Islamisme : enfin le bon diagnostic
Le travail de recherche tranche le débat sur l’essor de l’islam radical : un phénomène idéologique davantage que social.
C’est une pandémie qui, elle aussi, a suscité bien des flottements sur le plan de la doctrine. Longtemps, pour analyser la contagion djihadiste, des experts ont mis en avant des symptômes français. On a attribué cette radicalisation au malaise social des jeunes de quartiers défavorisés (Raphaël Liogier), au « nihilisme » contemporain (Olivier Roy), à une « emprise sectaire » (Dounia Bouzar)… Des diagnostics politisés ou psychologisants, qui peinent à cerner un phénomène mondial.
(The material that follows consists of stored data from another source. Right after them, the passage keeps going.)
//! Per-request response rendering
//!
//! [`Renderer`] is built once per application: it resolves the template set
//! options, compiles the set and then hands out one [`Render`] per request.
//! A [`Render`] writes JSON, XML, raw bytes or templated HTML into its
//! [`ResponseWriter`].
//!
//! # Example
//!
//! ```rust,no_run
//! use acton_render::prelude::*;
//! use axum::{routing::get, Router};
//!
//! async fn index(mut render: Render) -> Render {
//!     render.html(StatusCode::OK, "index", &context! { title => "Home" }, None);
//!     render
//! }
//!
//! # async fn example() -> anyhow::Result<()> {
//! let renderer = Renderer::new(
//!     RenderOptions::default()
//!         .with_directory("templates")
//!         .with_layout("layout"),
//! )?;
//!
//! let app: Router = Router::new()
//!     .route("/", get(index))
//!     .with_state(renderer);
//!
//! let listener = tokio::net::TcpListener::bind("127.0.0.1:3000").await?;
//! axum::serve(listener, app).await?;
//! # Ok(())
//! # }
//! ```

mod data;
mod extract;
mod html;

use axum::http::{Method, Uri};
use parking_lot::Mutex;
use std::fmt;
use std::sync::Arc;
use std::time::Instant;

use crate::{
    config::{Mode, RenderConfig, RenderOptions},
    error::RenderError,
    pool::BufferPool,
    response::{ResponseBuffer, ResponseWriter},
    template::TemplateSets,
};

/// Per-application renderer factory
///
/// Cheap to clone; use it as (part of) the axum router state.
#[derive(Debug, Clone)]
pub struct Renderer {
    sets: TemplateSets,
    options: Arc<RenderOptions>,
    charset: Arc<str>,
    pool: BufferPool,
    mode: Option<Mode>,
}

impl Renderer {
    /// Create a renderer on the process-wide registry
    ///
    /// # Errors
    ///
    /// Returns the compilation error of the initial template set. Callers
    /// should treat it as fatal for startup.
    pub fn new(options: RenderOptions) -> Result<Self, RenderError> {
        Self::with_sets(TemplateSets::global().clone(), options)
    }

    /// Create a renderer on the given registry
    ///
    /// Resolves and registers `options`, then compiles the set.
    ///
    /// # Errors
    ///
    /// Returns the compilation error of the initial template set.
    pub fn with_sets(sets: TemplateSets, options: RenderOptions) -> Result<Self, RenderError> {
        let options = sets.prepare(options);
        sets.compile_options(&options)?;
        let charset = options.charset_suffix();

        Ok(Self {
            sets,
            options: Arc::new(options),
            charset: charset.into(),
            pool: BufferPool::default(),
            mode: None,
        })
    }

    /// Create one renderer per configured set on the given registry
    ///
    /// An empty configuration yields a single renderer for the default set.
    ///
    /// # Errors
    ///
    /// Returns the first compilation error.
    pub fn from_config(sets: &TemplateSets, config: &RenderConfig) -> Result<Vec<Self>, RenderError> {
        let configured = if config.sets.is_empty() {
            vec![RenderOptions::default()]
        } else {
            config.sets.clone()
        };

        configured
            .into_iter()
            .map(|options| {
                let renderer = Self::with_sets(sets.clone(), options)?;
                Ok(match config.mode {
                    Some(mode) => renderer.with_mode(mode),
                    None => renderer,
                })
            })
            .collect()
    }

    /// Use a fixed mode instead of reading `ACTON_ENV` on each render
    #[must_use]
    pub const fn with_mode(mut self, mode: Mode) -> Self {
        self.mode = Some(mode);
        self
    }

    /// Use a specific buffer pool
    #[must_use]
    pub fn with_pool(mut self, pool: BufferPool) -> Self {
        self.pool = pool;
        self
    }

    /// Resolved options of the bound set
    #[must_use]
    pub fn options(&self) -> &RenderOptions {
        &self.options
    }

    /// Registry this renderer reads from
    #[must_use]
    pub const fn sets(&self) -> &TemplateSets {
        &self.sets
    }

    /// The `; charset=...` suffix added to content types
    #[must_use]
    pub fn charset(&self) -> &str {
        &self.charset
    }

    /// Mode in effect for the next render
    #[must_use]
    pub fn mode(&self) -> Mode {
        self.mode.unwrap_or_else(Mode::current)
    }

    /// Build the renderer for one request
    #[must_use]
    pub fn render<W: ResponseWriter>(&self, writer: W, method: Method, uri: Uri) -> Render<W> {
        Render {
            writer,
            method,
            uri,
            renderer: self.clone(),
            load_times: LoadTimes::default(),
        }
    }

    /// Point a set at a new directory and recompile it
    ///
    /// # Errors
    ///
    /// See [`TemplateSets::set_template_path`].
    pub fn set_template_path(
        &self,
        set_name: &str,
        directory: impl Into<std::path::PathBuf>,
    ) -> Result<(), RenderError> {
        self.sets.set_template_path(set_name, directory)
    }
}

/// Elapsed template time of one request
///
/// Unset until the first HTML render. Clones share the same start time.
#[derive(Debug, Clone, Default)]
pub struct LoadTimes(Arc<Mutex<Option<Instant>>>);

impl LoadTimes {
    fn start(&self) {
        *self.0.lock() = Some(Instant::now());
    }

    /// Milliseconds since the last HTML render started, as `"<n>ms"`
    ///
    /// Empty when no HTML render happened.
    #[must_use]
    pub fn elapsed(&self) -> String {
        self.0
            .lock()
            .map(|start| format!("{}ms", start.elapsed().as_millis()))
            .unwrap_or_default()
    }
}

impl fmt::Display for LoadTimes {
    fn fmt(&self, f: &mut fmt::Formatter<'_>) -> fmt::Result {
        f.write_str(&self.elapsed())
    }
}

/// Renderer bound to one request and its output sink
#[derive(Debug)]
pub struct Render<W = ResponseBuffer> {
    writer: W,
    method: Method,
    uri: Uri,
    renderer: Renderer,
    load_times: LoadTimes,
}

impl<W: ResponseWriter> Render<W> {
    /// The underlying output sink
    #[must_use]
    pub const fn writer(&self) -> &W {
        &self.writer
    }

    /// The underlying output sink, mutably
    pub fn writer_mut(&mut self) -> &mut W {
        &mut self.writer
    }

    /// Consume the renderer and return its sink
    #[must_use]
    pub fn into_writer(self) -> W {
        self.writer
    }

    /// Resolved options of the bound set
    #[must_use]
    pub fn options(&self) -> &RenderOptions {
        self.renderer.options()
    }

    /// Template timing of this request
    #[must_use]
    pub const fn load_times(&self) -> &LoadTimes {
        &self.load_times
    }

    /// Point a set at a new directory and recompile it
    ///
    /// # Errors
    ///
    /// See [`TemplateSets::set_template_path`].
    pub fn set_template_path(
        &self,
        set_name: &str,
        directory: impl Into<std::path::PathBuf>,
    ) -> Result<(), RenderError> {
        self.renderer.set_template_path(set_name, directory)
    }
}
Car si notre « fondamentalisme laïc » (Farhad Khosrokhavar) alimente l’islamisme radical, comment expliquer que celui-ci frappe en premier lieu les pays à majorité musulmane ? Et si « l’emprise islamiste » peut concerner n’importe qui, n’importe où, pourquoi des foyers (Trappes, Toulouse, Roubaix…) ont-ils concentré les candidats au djihad ? Pour les universitaires Bernard Rougier, Gilles Kepel ou Hugo Micheron, il faut au contraire considérer l’islamisme comme une idéologie cohérente et globalisée. Un virus importé de la péninsule Arabique ou de l’Algérie du GIA, et qui s’est propagé dans l’Hexagone à partir de clusters. Cette « conquête » géographique est aussi une conquête sur une partie de l’islam. En 2016, Hakim El Karoui avait, avec l’institut Montaigne, révélé que près d’un tiers des musulmans français possédaient un « système de valeurs clairement opposé aux valeurs de la République ». Aujourd’hui, dans Les Militants du djihad, impressionnante étude portant sur plus de 1 400 djihadistes européens (coécrite avec Benjamin Hodayé), il défend l’idée d’un continuum entre salafisme et djihadisme. Professeur à la Sorbonne nouvelle, Bernard Rougier publie, lui, une édition augmentée des Territoires conquis de l’islamisme, enquête universitaire choc qui a montré comment un « univers salafo-islamiste » s’est constitué depuis vingt ans, bien aidé par le clientélisme. Après avoir consulté des spécialistes aux compétences hasardeuses et ne parlant souvent pas l’arabe, les pouvoirs publics semblent enfin s’appuyer sur le bon diagnostic. Reste à éprouver le remède proposé, le projet de loi confortant les principes républicains.